California case study demonstrates harmful cycle of droughts and flooding

California case study demonstrates harmful cycle of droughts and flooding

Today national environmental organization Food & Water Watch released a report compiling new data that demonstrates how periods of exceptional drought and flooding events have become more common in the past few years, like in drought ravaged areas like California, and offers recommendations on how federal and state governments can help stop egregious water abuses.

Few areas in the U.S. have experienced the whiplash effects of increasing drought and flooding more than California. Following the driest 22-year period in 1,200 years, Californians are now experiencing catastrophic floods from snow melt. In April 2023, heavy rains flooded thousands of acres of Central Valley farmlands, and the slowly melting snowpack — which was up to 400 percent of its historic average size — threatened to increase the flood’s size three times over.
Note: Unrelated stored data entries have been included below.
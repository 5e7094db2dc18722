use crate::domain::model::PriceQuote;
use crate::domain::ports::{PriceSource, ReactorConfig};
use crate::utils::error::Result;
use async_trait::async_trait;
use reqwest::Client;
use std::time::Duration;

/// Production `PriceSource`: one GET against the admin pricing endpoint per
/// lookup. No retry; the timeout is whatever the config says, none by
/// default.
pub struct HttpPriceSource {
    client: Client,
    url: String,
}

impl HttpPriceSource {
    pub fn new(config: &impl ReactorConfig) -> Result<Self> {
        let mut builder = Client::builder();
        if let Some(seconds) = config.timeout_seconds() {
            builder = builder.timeout(Duration::from_secs(seconds));
        }
        Ok(Self {
            client: builder.build()?,
            url: config.pricing_url().to_string(),
        })
    }
}

#[async_trait]
impl PriceSource for HttpPriceSource {
    async fn fetch_quote(
        &self,
        service_tier_id: &str,
        weight_handling_id: &str,
    ) -> Result<PriceQuote> {
        tracing::debug!("Requesting prices from: {}", self.url);
        let response = self
            .client
            .get(&self.url)
            .query(&[
                ("service_tier_id", service_tier_id),
                ("weight_handling_id", weight_handling_id),
            ])
            .send()
            .await?
            .error_for_status()?;

        let quote: PriceQuote = response.json().await?;
        tracing::debug!(?quote, "quote received");
        Ok(quote)
    }
}
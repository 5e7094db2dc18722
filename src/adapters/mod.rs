// Adapters layer: concrete implementations for external systems (http
// pricing endpoint, host form bindings).

pub mod http;
pub mod snapshot;

pub use http::HttpPriceSource;
pub use snapshot::FormSnapshot;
The flood resurrected the long-dry Lake Tulare, which had been converted to cropland and residential land, and future flooding will likely bring billions in losses to farmers and surrounding communities. As of May 2023, in addition to residents evacuating their homes, dairy farmers in California’s Central Valley had to relocate more than 100,000 head of cattle due to flooding. And due to the intensity of the flooding, industry executives admitted an inability to focus on preventing manure from contaminating nearby waters, instead focusing on saving the animals.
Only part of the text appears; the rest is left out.